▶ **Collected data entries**

== Segment start ==

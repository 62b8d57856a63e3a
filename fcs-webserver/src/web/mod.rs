use std::{net::IpAddr, sync::Arc};

use fcs_core::gateways::film_catalog::FilmCatalogGateway;
use rocket::{config::Config as RocketCfg, Rocket, Route};

pub mod api;
mod guards;
mod sqlite;


#[derive(Debug, Clone)]
pub struct Cfg {
    pub address: IpAddr,
    pub port: u16,
    pub enable_cors: bool,
}

pub(crate) struct InstanceOptions {
    mounts: Vec<(&'static str, Vec<Route>)>,
    rocket_cfg: Option<RocketCfg>,
    version: &'static str,
}

pub(crate) struct Gateways {
    film_catalog: Arc<dyn FilmCatalogGateway + Send + Sync>,
}

pub(crate) fn rocket_instance(
    options: InstanceOptions,
    db: sqlite::Connections,
    gateways: Gateways,
) -> Rocket<rocket::Build> {
    let InstanceOptions {
        mounts,
        rocket_cfg,
        version,
    } = options;
    let Gateways { film_catalog } = gateways;

    let r = match rocket_cfg {
        Some(cfg) => rocket::custom(cfg),
        None => rocket::build(),
    };

    let film_catalog = guards::FilmCatalog(film_catalog);
    let version = guards::Version(version);

    let mut instance = r.manage(db).manage(film_catalog).manage(version);

    for (m, r) in mounts {
        instance = instance.mount(m, r);
    }
    instance
}

fn mounts() -> Vec<(&'static str, Vec<Route>)> {
    vec![("/api", api::routes())]
}

fn rocket_cfg(cfg: &Cfg) -> RocketCfg {
    let mut rocket_cfg = RocketCfg::default();
    rocket_cfg.address = cfg.address;
    rocket_cfg.port = cfg.port;
    rocket_cfg
}

pub async fn run(
    db: sqlite::Connections,
    cfg: Cfg,
    film_catalog: Arc<dyn FilmCatalogGateway + Send + Sync>,
    version: &'static str,
) {
    let options = InstanceOptions {
        mounts: mounts(),
        rocket_cfg: Some(rocket_cfg(&cfg)),
        version,
    };
    let gateways = Gateways { film_catalog };

    let instance = rocket_instance(options, db, gateways);
    let server_task = if cfg.enable_cors {
        let cors = match rocket_cors::CorsOptions::default().to_cors() {
            Ok(cors) => cors,
            Err(err) => {
                log::error!("Invalid CORS configuration: {err}");
                return;
            }
        };
        info!("CORS is enabled");
        instance.attach(cors).launch()
    } else {
        instance.launch()
    };
    if let Err(err) = server_task.await {
        log::error!("Unable to run web server: {err}");
    }
}
use std::{collections::BTreeMap, panic, thread};

use super::prelude::*;
use crate::util::validate;

pub type CommentCounts = BTreeMap<FilmId, u64>;

// Upper bound for the number of count queries that run at the same time.
const MAX_CONCURRENT_COUNTS: usize = 16;

/// Count the comments of multiple films concurrently.
///
/// Every film id is validated and counted in its own task.
/// If any task fails the whole operation fails with the error
/// of the first failing film id in input order. Duplicate ids
/// are counted more than once but collapse into a single entry.
///
/// The counting function is shared between all tasks and
/// must therefore be `Sync`. Each invocation should obtain
/// its own database connection.
pub fn count_comments_by_films<F>(
    film_ids: &[Option<f64>],
    count_comments_of_film: F,
) -> Result<CommentCounts>
where
    F: Fn(FilmId) -> Result<u64> + Sync,
{
    let count_comments_of_film = &count_comments_of_film;
    let mut counts = CommentCounts::new();
    for chunk in film_ids.chunks(MAX_CONCURRENT_COUNTS) {
        let results: Vec<Result<(FilmId, u64)>> = thread::scope(|scope| {
            let tasks: Vec<_> = chunk
                .iter()
                .map(|&film_id| {
                    scope.spawn(move || -> Result<(FilmId, u64)> {
                        let film_id = validate::film_id_from_number(film_id)
                            .ok_or(Error::InvalidFilmId)?;
                        let count = count_comments_of_film(film_id)?;
                        Ok((film_id, count))
                    })
                })
                .collect();
            tasks
                .into_iter()
                .map(|task| task.join().unwrap_or_else(|err| panic::resume_unwind(err)))
                .collect()
        });
        for result in results {
            let (film_id, count) = result?;
            counts.insert(film_id, count);
        }
    }
    Ok(counts)
}
use super::prelude::*;
use crate::{
    gateways::film_catalog::{FilmCatalogGateway, FilmExistence},
    util::validate,
};

#[rustfmt::skip]
#[derive(Debug, Clone, Default)]
pub struct NewComment {
    // `None` if missing or not a number
    pub film_id : Option<f64>,
    pub nik     : String,
    pub text    : String,
}

#[derive(Debug, Clone, PartialEq, Eq)]
pub struct ValidComment {
    pub film_id: FilmId,
    pub nik: String,
    pub text: String,
}

/// Check a new comment before it is stored.
///
/// The rules are applied in a fixed order and the
/// first violated rule is reported:
///
/// 1. The film id must be an integer.
/// 2. The film catalog must confirm that the film exists.
/// 3. The nik must not be blank.
/// 4. The text must not be blank.
pub fn validate_new_comment<G>(film_catalog: &G, new_comment: NewComment) -> Result<ValidComment>
where
    G: FilmCatalogGateway + ?Sized,
{
    let NewComment { film_id, nik, text } = new_comment;
    let film_id = validate::film_id_from_number(film_id).ok_or(Error::InvalidFilmId)?;
    match film_catalog.film_existence(film_id) {
        FilmExistence::Exists => {}
        FilmExistence::NotExists => {
            return Err(Error::FilmNotFound(film_id));
        }
        FilmExistence::Unknown => {
            // An unreachable catalog is treated like a missing film.
            log::warn!("Unable to verify that film {film_id} exists");
            return Err(Error::FilmNotFound(film_id));
        }
    }
    let nik = validate::non_blank(&nik).ok_or(Error::EmptyNik)?.to_owned();
    let text = validate::non_blank(&text).ok_or(Error::EmptyText)?.to_owned();
    Ok(ValidComment { film_id, nik, text })
}

#[derive(Debug, Clone)]
pub struct Storable(NewCommentRecord);

impl Storable {
    pub fn film_id(&self) -> FilmId {
        self.0.film_id
    }
}

pub fn prepare_new_comment<G>(film_catalog: &G, new_comment: NewComment) -> Result<Storable>
where
    G: FilmCatalogGateway + ?Sized,
{
    let ValidComment { film_id, nik, text } = validate_new_comment(film_catalog, new_comment)?;
    let created_at = Timestamp::now();
    Ok(Storable(NewCommentRecord {
        film_id,
        nik,
        text,
        created_at,
    }))
}

pub fn store_new_comment<R: CommentRepo>(repo: &R, storable: Storable) -> Result<Id> {
    let Storable(record) = storable;
    let id = repo.create_comment(record)?;
    debug_assert!(id.is_valid());
    Ok(id)
}
use crate::{entities::FilmId, repositories};
use thiserror::Error;

#[derive(Debug, Error)]
pub enum Error {
    #[error("Invalid film ID")]
    InvalidFilmId,
    #[error("Film with ID {0} does not exist")]
    FilmNotFound(FilmId),
    #[error("Nik cannot be empty")]
    EmptyNik,
    #[error("Comment description cannot be empty")]
    EmptyText,
    #[error("Invalid pagination parameters")]
    InvalidPagination,
    #[error("Failed to create comment: {0}")]
    CreationFailed(#[source] Box<Error>),
    #[error("Failed to retrieve comment counts: {0}")]
    CountingFailed(#[source] Box<Error>),
    #[error(transparent)]
    Repo(#[from] repositories::Error),
}

impl Error {
    pub fn creation_failed(cause: impl Into<Error>) -> Self {
        Self::CreationFailed(Box::new(cause.into()))
    }

    pub fn counting_failed(cause: impl Into<Error>) -> Self {
        Self::CountingFailed(Box::new(cause.into()))
    }

    /// Errors that have been caused by the client
    /// and not by the infrastructure.
    pub fn is_client_error(&self) -> bool {
        match self {
            Self::Repo(_) => false,
            Self::CreationFailed(cause) | Self::CountingFailed(cause) => cause.is_client_error(),
            Self::InvalidFilmId
            | Self::FilmNotFound(_)
            | Self::EmptyNik
            | Self::EmptyText
            | Self::InvalidPagination => true,
        }
    }
}

#[cfg(test)]
mod tests {
    use super::*;

    #[test]
    fn classify_creation_failures_by_cause() {
        assert!(Error::creation_failed(Error::EmptyNik).is_client_error());
        assert!(!Error::creation_failed(repositories::Error::NotFound).is_client_error());
    }

    #[test]
    fn classify_counting_failures_by_cause() {
        assert!(Error::counting_failed(Error::InvalidFilmId).is_client_error());
        assert!(!Error::counting_failed(repositories::Error::NotFound).is_client_error());
        assert_eq!(
            "Failed to retrieve comment counts: Invalid film ID",
            Error::counting_failed(Error::InvalidFilmId).to_string()
        );
    }

    #[test]
    fn creation_failure_message_contains_cause() {
        let err = Error::creation_failed(Error::InvalidFilmId);
        assert_eq!("Failed to create comment: Invalid film ID", err.to_string());
    }
}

== Segment end ==

Check the lines above and copy each one that includes "match".

▶ **Answer box**
    let r = match rocket_cfg {
        let cors = match rocket_cors::CorsOptions::default().to_cors() {
    match film_catalog.film_existence(film_id) {
        match self {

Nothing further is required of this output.